▶ Data for review

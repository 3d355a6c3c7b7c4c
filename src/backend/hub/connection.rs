/**
 * Connection Endpoint
 *
 * A [`Connection`] is the hub's view of one client: an id, the sending half
 * of its bounded outbound queue, and a [`CloseGuard`] shared with the
 * connection's ingress and egress tasks.
 *
 * The registry owns the `Connection`. Dropping it drops the only sender of
 * the outbound queue, which the egress task observes as "queue closed".
 * The guard is what makes teardown happen exactly once no matter how many
 * paths (read error, write error, eviction, shutdown) race to trigger it.
 */

use bytes::Bytes;
use std::fmt;
use std::sync::{Arc, OnceLock};
use tokio::sync::{mpsc, watch};
use uuid::Uuid;

use super::error::EnqueueError;

/// Opaque identifier for a live connection
#[derive(Debug, Clone, Copy, PartialEq, Eq, Hash, PartialOrd, Ord)]
pub struct ConnectionId(Uuid);

impl ConnectionId {
    /// Generate a fresh id
    pub fn new() -> Self {
        Self(Uuid::new_v4())
    }
}

impl Default for ConnectionId {
    fn default() -> Self {
        Self::new()
    }
}

impl fmt::Display for ConnectionId {
    fn fmt(&self, f: &mut fmt::Formatter<'_>) -> fmt::Result {
        write!(f, "{}", self.0)
    }
}

/// Why a connection was torn down
#[derive(Debug, Clone, Copy, PartialEq, Eq, Hash)]
pub enum TeardownReason {
    /// Read failed or the connection sat idle past the read timeout
    ReadError,
    /// The peer sent a close frame or ended the stream
    PeerClosed,
    /// The peer sent a frame larger than the inbound limit
    ProtocolViolation,
    /// A write failed or missed its deadline
    WriteError,
    /// The outbound queue was closed underneath the egress task
    QueueClosed,
    /// The outbound queue was saturated during a broadcast
    Evicted,
    /// The hub stopped
    HubShutdown,
}

impl TeardownReason {
    /// Short label used in logs and events
    pub fn as_str(&self) -> &'static str {
        match self {
            Self::ReadError => "read_error",
            Self::PeerClosed => "peer_closed",
            Self::ProtocolViolation => "protocol_violation",
            Self::WriteError => "write_error",
            Self::QueueClosed => "queue_closed",
            Self::Evicted => "evicted",
            Self::HubShutdown => "hub_shutdown",
        }
    }
}

impl fmt::Display for TeardownReason {
    fn fmt(&self, f: &mut fmt::Formatter<'_>) -> fmt::Result {
        f.write_str(self.as_str())
    }
}

/// One-shot close signal shared by a connection's tasks
///
/// The first [`close`](CloseGuard::close) records its reason and wakes every
/// waiter; later calls return `false` and change nothing.
#[derive(Clone)]
pub struct CloseGuard {
    inner: Arc<GuardInner>,
}

struct GuardInner {
    reason: OnceLock<TeardownReason>,
    signal: watch::Sender<bool>,
}

impl CloseGuard {
    pub fn new() -> Self {
        let (signal, _) = watch::channel(false);
        Self {
            inner: Arc::new(GuardInner {
                reason: OnceLock::new(),
                signal,
            }),
        }
    }

    /// Fire the guard. Returns `true` only for the call that fired it.
    pub fn close(&self, reason: TeardownReason) -> bool {
        if self.inner.reason.set(reason).is_err() {
            return false;
        }
        self.inner.signal.send_replace(true);
        true
    }

    pub fn is_closed(&self) -> bool {
        self.inner.reason.get().is_some()
    }

    /// Reason recorded by the first `close`
    pub fn reason(&self) -> Option<TeardownReason> {
        self.inner.reason.get().copied()
    }

    /// Resolves once the guard has fired
    pub async fn closed(&self) {
        let mut rx = self.inner.signal.subscribe();
        // Sender lives in `self`, so this only returns once the value is true.
        let _ = rx.wait_for(|fired| *fired).await;
    }
}

impl Default for CloseGuard {
    fn default() -> Self {
        Self::new()
    }
}

impl fmt::Debug for CloseGuard {
    fn fmt(&self, f: &mut fmt::Formatter<'_>) -> fmt::Result {
        f.debug_struct("CloseGuard")
            .field("reason", &self.reason())
            .finish()
    }
}

/// The receiving half of a connection's outbound queue, owned by egress
pub type Outbound = mpsc::Receiver<Bytes>;

/// The hub's handle on one registered client
#[derive(Debug)]
pub struct Connection {
    id: ConnectionId,
    outbound: mpsc::Sender<Bytes>,
    guard: CloseGuard,
}

impl Connection {
    /// Create an endpoint with an empty outbound queue of `capacity` slots
    ///
    /// The returned [`Outbound`] belongs to the connection's egress task.
    pub fn open(capacity: usize) -> (Self, Outbound) {
        let (outbound, rx) = mpsc::channel(capacity.max(1));
        let connection = Self {
            id: ConnectionId::new(),
            outbound,
            guard: CloseGuard::new(),
        };
        (connection, rx)
    }

    pub fn id(&self) -> ConnectionId {
        self.id
    }

    pub fn guard(&self) -> &CloseGuard {
        &self.guard
    }

    /// Queue a payload without waiting
    ///
    /// # Errors
    ///
    /// - `EnqueueError::Full` if the queue is at capacity
    /// - `EnqueueError::Closed` if egress has gone away
    pub fn enqueue(&self, payload: Bytes) -> Result<(), EnqueueError> {
        self.outbound.try_send(payload).map_err(|err| match err {
            mpsc::error::TrySendError::Full(_) => EnqueueError::Full,
            mpsc::error::TrySendError::Closed(_) => EnqueueError::Closed,
        })
    }

    /// Fire this connection's close guard
    pub fn close(&self, reason: TeardownReason) -> bool {
        self.guard.close(reason)
    }

    pub fn is_closed(&self) -> bool {
        self.guard.is_closed()
    }
}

▶ About this exercise
Give the listing again, exactly as it was written.

▶ The answer
repository 3d355a6c3c7b7c4c
filename src/backend/hub/connection.rs
/**
 * Connection Endpoint
 *
 * A [`Connection`] is the hub's view of one client: an id, the sending half
 * of its bounded outbound queue, and a [`CloseGuard`] shared with the
 * connection's ingress and egress tasks.
 *
 * The registry owns the `Connection`. Dropping it drops the only sender of
 * the outbound queue, which the egress task observes as "queue closed".
 * The guard is what makes teardown happen exactly once no matter how many
 * paths (read error, write error, eviction, shutdown) race to trigger it.
 */

use bytes::Bytes;
use std::fmt;
use std::sync::{Arc, OnceLock};
use tokio::sync::{mpsc, watch};
use uuid::Uuid;

use super::error::EnqueueError;

/// Opaque identifier for a live connection
#[derive(Debug, Clone, Copy, PartialEq, Eq, Hash, PartialOrd, Ord)]
pub struct ConnectionId(Uuid);

impl ConnectionId {
    /// Generate a fresh id
    pub fn new() -> Self {
        Self(Uuid::new_v4())
    }
}

impl Default for ConnectionId {
    fn default() -> Self {
        Self::new()
    }
}

impl fmt::Display for ConnectionId {
    fn fmt(&self, f: &mut fmt::Formatter<'_>) -> fmt::Result {
        write!(f, "{}", self.0)
    }
}

/// Why a connection was torn down
#[derive(Debug, Clone, Copy, PartialEq, Eq, Hash)]
pub enum TeardownReason {
    /// Read failed or the connection sat idle past the read timeout
    ReadError,
    /// The peer sent a close frame or ended the stream
    PeerClosed,
    /// The peer sent a frame larger than the inbound limit
    ProtocolViolation,
    /// A write failed or missed its deadline
    WriteError,
    /// The outbound queue was closed underneath the egress task
    QueueClosed,
    /// The outbound queue was saturated during a broadcast
    Evicted,
    /// The hub stopped
    HubShutdown,
}

impl TeardownReason {
    /// Short label used in logs and events
    pub fn as_str(&self) -> &'static str {
        match self {
            Self::ReadError => "read_error",
            Self::PeerClosed => "peer_closed",
            Self::ProtocolViolation => "protocol_violation",
            Self::WriteError => "write_error",
            Self::QueueClosed => "queue_closed",
            Self::Evicted => "evicted",
            Self::HubShutdown => "hub_shutdown",
        }
    }
}

impl fmt::Display for TeardownReason {
    fn fmt(&self, f: &mut fmt::Formatter<'_>) -> fmt::Result {
        f.write_str(self.as_str())
    }
}

/// One-shot close signal shared by a connection's tasks
///
/// The first [`close`](CloseGuard::close) records its reason and wakes every
/// waiter; later calls return `false` and change nothing.
#[derive(Clone)]
pub struct CloseGuard {
    inner: Arc<GuardInner>,
}

struct GuardInner {
    reason: OnceLock<TeardownReason>,
    signal: watch::Sender<bool>,
}

impl CloseGuard {
    pub fn new() -> Self {
        let (signal, _) = watch::channel(false);
        Self {
            inner: Arc::new(GuardInner {
                reason: OnceLock::new(),
                signal,
            }),
        }
    }

    /// Fire the guard. Returns `true` only for the call that fired it.
    pub fn close(&self, reason: TeardownReason) -> bool {
        if self.inner.reason.set(reason).is_err() {
            return false;
        }
        self.inner.signal.send_replace(true);
        true
    }

    pub fn is_closed(&self) -> bool {
        self.inner.reason.get().is_some()
    }

    /// Reason recorded by the first `close`
    pub fn reason(&self) -> Option<TeardownReason> {
        self.inner.reason.get().copied()
    }

    /// Resolves once the guard has fired
    pub async fn closed(&self) {
        let mut rx = self.inner.signal.subscribe();
        // Sender lives in `self`, so this only returns once the value is true.
        let _ = rx.wait_for(|fired| *fired).await;
    }
}

impl Default for CloseGuard {
    fn default() -> Self {
        Self::new()
    }
}

impl fmt::Debug for CloseGuard {
    fn fmt(&self, f: &mut fmt::Formatter<'_>) -> fmt::Result {
        f.debug_struct("CloseGuard")
            .field("reason", &self.reason())
            .finish()
    }
}

/// The receiving half of a connection's outbound queue, owned by egress
pub type Outbound = mpsc::Receiver<Bytes>;

/// The hub's handle on one registered client
#[derive(Debug)]
pub struct Connection {
    id: ConnectionId,
    outbound: mpsc::Sender<Bytes>,
    guard: CloseGuard,
}

impl Connection {
    /// Create an endpoint with an empty outbound queue of `capacity` slots
    ///
    /// The returned [`Outbound`] belongs to the connection's egress task.
    pub fn open(capacity: usize) -> (Self, Outbound) {
        let (outbound, rx) = mpsc::channel(capacity.max(1));
        let connection = Self {
            id: ConnectionId::new(),
            outbound,
            guard: CloseGuard::new(),
        };
        (connection, rx)
    }

    pub fn id(&self) -> ConnectionId {
        self.id
    }

    pub fn guard(&self) -> &CloseGuard {
        &self.guard
    }

    /// Queue a payload without waiting
    ///
    /// # Errors
    ///
    /// - `EnqueueError::Full` if the queue is at capacity
    /// - `EnqueueError::Closed` if egress has gone away
    pub fn enqueue(&self, payload: Bytes) -> Result<(), EnqueueError> {
        self.outbound.try_send(payload).map_err(|err| match err {
            mpsc::error::TrySendError::Full(_) => EnqueueError::Full,
            mpsc::error::TrySendError::Closed(_) => EnqueueError::Closed,
        })
    }

    /// Fire this connection's close guard
    pub fn close(&self, reason: TeardownReason) -> bool {
        self.guard.close(reason)
    }

    pub fn is_closed(&self) -> bool {
        self.guard.is_closed()
    }
}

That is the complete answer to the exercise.